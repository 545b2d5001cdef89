//! State of one testimonial list and the rules for changing it.
//!
//! Each view that shows testimonials owns one `SyncController`. It tracks
//! the canonical list, the reload lifecycle, and which rows have a mutation
//! in flight. The controller performs no I/O itself: its transition methods
//! return whether the caller may start a request, and the component's
//! message handler is the only place that actually spawns one. That split
//! keeps every consistency rule in plain code a test can drive directly.
//!
//! Consistency rules encoded here:
//! - The visible list is only replaced once fresh data has arrived, so a
//!   reload never flickers through an empty state.
//! - Change notifications landing while a reload is running collapse into
//!   exactly one follow-up reload.
//! - A row admits at most one in-flight delete and one in-flight approval
//!   change; repeat requests are dropped, not queued. Different rows do not
//!   affect each other.
//! - Deleting takes two triggers: the first arms the row, the second inside
//!   the confirmation window executes. Arming another row, or the window
//!   running out, resets the first.
//! - Successful mutations are applied to the local list immediately; the
//!   next reload brings the server's version of the truth regardless.

use std::collections::HashSet;

use common::model::testimonial::Testimonial;

/// How long an armed delete waits for its confirming trigger.
pub const CONFIRM_WINDOW_MS: u32 = 3_000;

#[derive(Debug, Clone, Copy, PartialEq, Eq)]
pub enum Phase {
    /// First load has not completed yet.
    Loading,
    /// A list has been shown at least once. Re-entered after every reload.
    Ready,
}

/// What a delete trigger on a row led to.
#[derive(Debug, Clone, Copy, PartialEq, Eq)]
pub enum ArmOutcome {
    /// The row is now armed; the generation identifies this arming so a
    /// stale expiry cannot cancel a later one.
    Armed(u32),
    /// The row was already armed: the delete may proceed.
    Confirmed,
    /// The row already has a delete in flight; nothing to do.
    Ignored,
}

pub struct SyncController {
    phase: Phase,
    items: Vec<Testimonial>,
    reload_in_flight: bool,
    reload_pending: bool,
    deleting: HashSet<String>,
    approving: HashSet<String>,
    armed: Option<(String, u32)>,
    arm_generation: u32,
}

impl SyncController {
    pub fn new() -> Self {
        SyncController {
            phase: Phase::Loading,
            items: Vec::new(),
            reload_in_flight: false,
            reload_pending: false,
            deleting: HashSet::new(),
            approving: HashSet::new(),
            armed: None,
            arm_generation: 0,
        }
    }

    pub fn phase(&self) -> Phase {
        self.phase
    }

    pub fn items(&self) -> &[Testimonial] {
        &self.items
    }

    pub fn pending_count(&self) -> usize {
        self.items.iter().filter(|t| !t.approved).count()
    }

    /// True while a background reload is running behind an already visible
    /// list; views show a subtle refresh hint instead of a blank page.
    pub fn is_reloading(&self) -> bool {
        self.reload_in_flight && self.phase == Phase::Ready
    }

    pub fn is_deleting(&self, id: &str) -> bool {
        self.deleting.contains(id)
    }

    pub fn is_approving(&self, id: &str) -> bool {
        self.approving.contains(id)
    }

    pub fn armed_id(&self) -> Option<&str> {
        self.armed.as_ref().map(|(id, _)| id.as_str())
    }

    /// Returns true when the caller should issue the first fetch.
    pub fn begin_initial_load(&mut self) -> bool {
        if self.reload_in_flight {
            return false;
        }
        self.phase = Phase::Loading;
        self.reload_in_flight = true;
        true
    }

    /// A change notification arrived. Returns true when the caller should
    /// reload now; while a reload is already running the signal is absorbed
    /// and answered by one follow-up reload later.
    pub fn invalidated(&mut self) -> bool {
        if self.reload_in_flight {
            self.reload_pending = true;
            return false;
        }
        self.reload_in_flight = true;
        true
    }

    /// A fetch finished. `items` is `None` when it failed, in which case
    /// whatever list is currently shown stays. Returns true when a
    /// coalesced follow-up reload should be issued.
    pub fn loaded(&mut self, items: Option<Vec<Testimonial>>) -> bool {
        self.reload_in_flight = false;
        self.phase = Phase::Ready;
        if let Some(items) = items {
            self.items = items;
        }
        if self.reload_pending {
            self.reload_pending = false;
            self.reload_in_flight = true;
            return true;
        }
        false
    }

    /// Handles a delete trigger: arms the row, confirms an armed row, or
    /// ignores a row whose delete is already running. Arming a row disarms
    /// any other.
    pub fn arm_delete(&mut self, id: &str) -> ArmOutcome {
        if self.deleting.contains(id) {
            return ArmOutcome::Ignored;
        }
        if self.armed.as_ref().is_some_and(|(armed, _)| armed == id) {
            self.armed = None;
            return ArmOutcome::Confirmed;
        }
        self.arm_generation += 1;
        self.armed = Some((id.to_string(), self.arm_generation));
        ArmOutcome::Armed(self.arm_generation)
    }

    /// The confirmation window for an arming ran out. Only the matching
    /// generation disarms; a newer arming of the same row stays.
    pub fn disarm_expired(&mut self, id: &str, generation: u32) {
        if self
            .armed
            .as_ref()
            .is_some_and(|(armed, gen)| armed == id && *gen == generation)
        {
            self.armed = None;
        }
    }

    /// Unconditional reset, used when focus leaves the armed control.
    pub fn disarm(&mut self) {
        self.armed = None;
    }

    /// Returns true when the caller should issue the delete request.
    pub fn begin_delete(&mut self, id: &str) -> bool {
        if self.deleting.contains(id) {
            return false;
        }
        self.deleting.insert(id.to_string());
        true
    }

    pub fn delete_resolved(&mut self, id: &str) {
        self.deleting.remove(id);
    }

    /// Returns true when the caller should issue the approval request.
    pub fn begin_approval(&mut self, id: &str) -> bool {
        if self.approving.contains(id) {
            return false;
        }
        self.approving.insert(id.to_string());
        true
    }

    pub fn approval_resolved(&mut self, id: &str) {
        self.approving.remove(id);
    }

    /// Drops the row locally right after a successful delete, ahead of the
    /// next reload.
    pub fn apply_removal(&mut self, id: &str) {
        self.items.retain(|t| t.id != id);
    }

    /// Patches the local copy right after a successful approval change.
    pub fn apply_approval(&mut self, id: &str, approved: bool) {
        if let Some(item) = self.items.iter_mut().find(|t| t.id == id) {
            item.approved = approved;
        }
    }
}

impl Default for SyncController {
    fn default() -> Self {
        SyncController::new()
    }
}

#[cfg(test)]
mod tests {
    use super::*;
    use common::model::testimonial::TestimonialContent;

    fn testimonial(id: &str, approved: bool) -> Testimonial {
        Testimonial {
            id: id.to_string(),
            name: format!("author of {id}"),
            content: TestimonialContent::Written {
                text: "Great program".to_string(),
                role: None,
                company: None,
                avatar_url: None,
            },
            approved,
            verified: false,
            rating: None,
            source: None,
            tags: None,
            created_at: "2024-01-01T00:00:00Z".to_string(),
        }
    }

    fn ready_controller(ids: &[(&str, bool)]) -> SyncController {
        let mut sync = SyncController::new();
        assert!(sync.begin_initial_load());
        let items = ids
            .iter()
            .map(|(id, approved)| testimonial(id, *approved))
            .collect();
        assert!(!sync.loaded(Some(items)));
        sync
    }

    #[test]
    fn initial_load_transitions_to_ready() {
        let mut sync = SyncController::new();
        assert_eq!(sync.phase(), Phase::Loading);
        assert!(sync.begin_initial_load());
        sync.loaded(Some(vec![testimonial("a", true)]));
        assert_eq!(sync.phase(), Phase::Ready);
        assert_eq!(sync.items().len(), 1);
    }

    #[test]
    fn failed_load_keeps_the_current_list() {
        let mut sync = ready_controller(&[("a", true)]);
        assert!(sync.invalidated());
        sync.loaded(None);
        assert_eq!(sync.items().len(), 1);
        assert_eq!(sync.phase(), Phase::Ready);
    }

    #[test]
    fn invalidations_during_a_reload_coalesce_into_one() {
        let mut sync = ready_controller(&[]);
        assert!(sync.invalidated());
        // Three notifications land while the reload is still running.
        assert!(!sync.invalidated());
        assert!(!sync.invalidated());
        assert!(!sync.invalidated());
        // Finishing triggers exactly one follow-up reload.
        assert!(sync.loaded(Some(vec![])));
        assert!(!sync.loaded(Some(vec![])));
    }

    #[test]
    fn background_reload_keeps_the_list_visible() {
        let mut sync = ready_controller(&[("a", true)]);
        assert!(sync.invalidated());
        // Still Ready, still showing the old list, hinting at the refresh.
        assert_eq!(sync.phase(), Phase::Ready);
        assert!(sync.is_reloading());
        assert_eq!(sync.items().len(), 1);
        sync.loaded(Some(vec![]));
        assert!(!sync.is_reloading());
    }

    #[test]
    fn second_delete_for_the_same_row_is_refused() {
        let mut sync = ready_controller(&[("a", true)]);
        assert!(sync.begin_delete("a"));
        assert!(!sync.begin_delete("a"));
        sync.delete_resolved("a");
        assert!(sync.begin_delete("a"));
    }

    #[test]
    fn second_approval_for_the_same_row_is_refused() {
        let mut sync = ready_controller(&[("a", false)]);
        assert!(sync.begin_approval("a"));
        assert!(!sync.begin_approval("a"));
        sync.approval_resolved("a");
        assert!(sync.begin_approval("a"));
    }

    #[test]
    fn operations_on_different_rows_are_independent() {
        let mut sync = ready_controller(&[("a", false), ("b", false)]);
        assert!(sync.begin_delete("a"));
        assert!(sync.begin_delete("b"));
        assert!(sync.begin_approval("a"));
        assert!(sync.begin_approval("b"));
    }

    #[test]
    fn lone_trigger_only_arms() {
        let mut sync = ready_controller(&[("a", true)]);
        assert!(matches!(sync.arm_delete("a"), ArmOutcome::Armed(_)));
        assert_eq!(sync.armed_id(), Some("a"));
        // No delete was authorized; the row is merely armed.
        assert!(!sync.is_deleting("a"));
    }

    #[test]
    fn second_trigger_confirms() {
        let mut sync = ready_controller(&[("a", true)]);
        assert!(matches!(sync.arm_delete("a"), ArmOutcome::Armed(_)));
        assert_eq!(sync.arm_delete("a"), ArmOutcome::Confirmed);
        assert_eq!(sync.armed_id(), None);
    }

    #[test]
    fn arming_another_row_moves_the_armed_state() {
        let mut sync = ready_controller(&[("a", true), ("b", true)]);
        assert!(matches!(sync.arm_delete("a"), ArmOutcome::Armed(_)));
        assert!(matches!(sync.arm_delete("b"), ArmOutcome::Armed(_)));
        assert_eq!(sync.armed_id(), Some("b"));
        // The first row was never confirmed, so confirming it now requires
        // arming again.
        assert!(matches!(sync.arm_delete("a"), ArmOutcome::Armed(_)));
    }

    #[test]
    fn expiry_disarms_only_its_own_generation() {
        let mut sync = ready_controller(&[("a", true)]);
        let first = match sync.arm_delete("a") {
            ArmOutcome::Armed(generation) => generation,
            other => panic!("expected an arming, got {other:?}"),
        };
        // The window lapses, then the row is armed again.
        sync.disarm_expired("a", first);
        let second = match sync.arm_delete("a") {
            ArmOutcome::Armed(generation) => generation,
            other => panic!("expected an arming, got {other:?}"),
        };
        // The stale expiry from the first arming must not cancel the second.
        sync.disarm_expired("a", first);
        assert_eq!(sync.armed_id(), Some("a"));
        sync.disarm_expired("a", second);
        assert_eq!(sync.armed_id(), None);
    }

    #[test]
    fn delete_trigger_on_a_busy_row_is_ignored() {
        let mut sync = ready_controller(&[("a", true)]);
        assert!(sync.begin_delete("a"));
        assert_eq!(sync.arm_delete("a"), ArmOutcome::Ignored);
    }

    #[test]
    fn optimistic_removal_applies_before_any_reload() {
        let mut sync = ready_controller(&[("a", true), ("b", true)]);
        sync.apply_removal("a");
        assert!(sync.items().iter().all(|t| t.id != "a"));
        assert_eq!(sync.items().len(), 1);
    }

    #[test]
    fn optimistic_approval_patches_the_local_copy() {
        let mut sync = ready_controller(&[("a", false)]);
        sync.apply_approval("a", true);
        assert!(sync.items()[0].approved);
        assert_eq!(sync.pending_count(), 0);
    }

    #[test]
    fn pending_count_tracks_unapproved_rows() {
        let sync = ready_controller(&[("a", false), ("b", true), ("c", false)]);
        assert_eq!(sync.pending_count(), 2);
    }
}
──────────────────────────────
→ Prompt
Which of the lines above hold the word "remove"? Copy each one.

→ Solution for this problem
        self.deleting.remove(id);
        self.approving.remove(id);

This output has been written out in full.